Since, $i$ is finite $\implies$ $H$ must be finite and as a result $F$ obtained by adding an extra element $0$ must be finite as well. 
Hence, $F$ must be finite.
Is my proof correct? What was the use of stating that $char~ F \neq 2$ ?
$2.$ Describe the smallest subfield of the field of real numbers containing $\sqrt 2$
Attempt: A field is a commutative ring with unity whose each element is a unit (i.e. possesses an inverse )
The sub field test states that $H$ is a sub field of $F$ if and only if $H$ is a field in itself.
(a) Closure under multiplication - $(\sqrt 2) \in H \implies (\sqrt 2)^2 , (\sqrt 2)^3, .... \in H $
(b) Existence of inverse for each element - (a) $\implies (\sqrt 2)^{-1},(\sqrt 2)^{-2},(\sqrt 2)^{-3}, ..... \in H$
(c) Closure under addition - 
$...+ \alpha_{-2} (\sqrt 2)^{-2} + \alpha_{-1} (\sqrt 2)^{-1} + \alpha_{0} (\sqrt 2) + \alpha_{1} (\sqrt 2)^{1} + \alpha_{2} (\sqrt 2)^{2}+..\in H$ where $\alpha_i \in Z$
Hence, the smallest sub field of real numbers containing $\sqrt 2$ is of the form $\alpha (\sqrt 2)^\beta ; \alpha, \beta \in Z$
Edit: Due to closure under addition, $ (c_1 + c_2 (\sqrt 2)^m)$ should have an inverse as well. Hence, I think , the smallest sub field should be of the form $\{a + b (\sqrt 2)^m \}$ where $a,b \in Q$ 
Is my attempt Correct?
Thank you for your help.
 A: I'm afraid there are shortcomings in your attempts.

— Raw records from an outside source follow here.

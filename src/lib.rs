//! tunebox
//!
//! A self-hosted HTTP server for a private audio library. Folders and
//! per-folder playlists are served as JSON; playback requests stream MP3
//! bytes, transcoding non-MP3 sources on demand through an external ffmpeg
//! process and caching the result on disk.
//!
//! # Overview
//!
//! A playback request flows through the [`pipeline::StreamingPipeline`]:
//! a deterministic cache key is computed from the source file's path and
//! mtime plus the encoding profile, an existing cache entry is streamed
//! directly, MP3 sources pass through untouched, and anything else is
//! encoded into the cache first. Encoder trouble never fails the request;
//! the original bytes are served instead.
//!
//! Concurrent requests for the same cache key are single-flight: one encode
//! runs, everyone else waits and then streams the finished entry. Entries
//! are published with an atomic rename, so a partially written file is
//! never visible under a cache path.
//!
//! # Architecture
//!
//! - [`ApiServer`]: hyper-based HTTP front end and router
//! - [`StreamingPipeline`]: cache / passthrough / encode decision and
//!   chunked byte streams
//! - [`Transcoder`]: external encoder invocation with timeout and staged
//!   output
//! - [`MediaProber`]: external metadata probe, degrading to zeros on failure
//! - [`TranscodeCache`]: on-disk cache store (existence, size, clear)
//! - [`StreamMetrics`]: process-wide counters exposed at `/metrics`
//!
//! # Configuration
//!
//! Configuration is loaded from a YAML file:
//!
//! ```yaml
//! media_root: /srv/music
//! cache_root: /var/cache/tunebox
//! bind_address: "0.0.0.0:8000"
//! audio_quality: 2        # LAME VBR, 0-9, lower = better
//! audio_bitrate: 192      # CBR fallback, kbps
//! allowed_extensions: [wav, mp3, m4a, mp4, flac, ogg]
//! ```
//!
//! See [`AppConfig`] for all options and defaults.

pub mod cache;
pub mod config;
pub mod error;
pub mod library;
pub mod metrics;
pub mod models;
pub mod pipeline;
pub mod playlist;
pub mod probe;
pub mod server;
pub mod transcoder;

// Re-export commonly used types
pub use cache::{cache_key, TranscodeCache, CACHE_KEY_LEN};
pub use config::AppConfig;
pub use error::{MediaError, Result};
pub use metrics::{MetricsSnapshot, StreamMetrics};
pub use models::{
    AudioInfo, EncodingProfile, MediaMetadata, Playlist, PlaylistTrack, SourceFile,
};
pub use pipeline::{is_mp3_passthrough, AudioStream, StreamOrigin, StreamingPipeline};
pub use probe::MediaProber;
pub use server::{ApiServer, AppState};
pub use transcoder::{EncodeOutcome, Transcoder};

(i) The choice $i=0$ gives $a^i=1$, so you cannot conclude that $a$ is of finite order in thise way. The question has been covered many times recently. I recommend this answer by blue.

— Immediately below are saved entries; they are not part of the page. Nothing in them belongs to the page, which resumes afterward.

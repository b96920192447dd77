use ndarray::Zip;

use crate::{
    check_shape,
    types::{RealGrid, PEAK},
    DeblurError, Result,
};

/// Mean squared difference between two grids of equal shape.
pub fn mse(reference: &RealGrid, other: &RealGrid) -> Result<f32> {
    check_shape(reference.dim(), other.dim())?;
    if reference.is_empty() {
        return Err(DeblurError::EmptyGrid);
    }

    let mut sum = 0.0_f64;
    Zip::from(reference).and(other).for_each(|&a, &b| {
        let d = a as f64 - b as f64;
        sum += d * d;
    });
    Ok((sum / reference.len() as f64) as f32)
}

/// Peak signal to noise ratio in dB for 8 bit sample ranges.
/// Identical grids give `f32::INFINITY`.
pub fn psnr(reference: &RealGrid, other: &RealGrid) -> Result<f32> {
    let mse = mse(reference, other)?;
    Ok(10.0 * (PEAK * PEAK / mse).log10())
}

(ii) I don't think the number $1+\sqrt2$ is in your set $H$, so $H$ is not closed under addition and hence not a subfield. Have you, for example, done an example in class, where the smallest subfield of the real numbers containing $i$ was described? Failing that, have you covered a result that shows what the prime fields are? These are the minimal fields: $\Bbb{Z}_p$, $p$ a prime number and $\Bbb{Q}$. The edited attempt is much better. The answer is, indeed, that the set
$$
F=\{a+b\sqrt2\mid a,b\in\Bbb{Q}\}
$$
is the smallest subfield containing $\sqrt2$. It is easy to show that this is an additive subgroup of $\Bbb{R}$ and that $1\in F$. What remains to be shown is that:


*

*$(a+b\sqrt2)(a'+b'\sqrt2)$ with $a,a',b,b'$ rational is of this form, and

*the inverse $$\frac1{a+b\sqrt2}$$ is of this form, whenever either $a$ or $b$ or possibly both are non-zero. Hint: rationalize the denominator.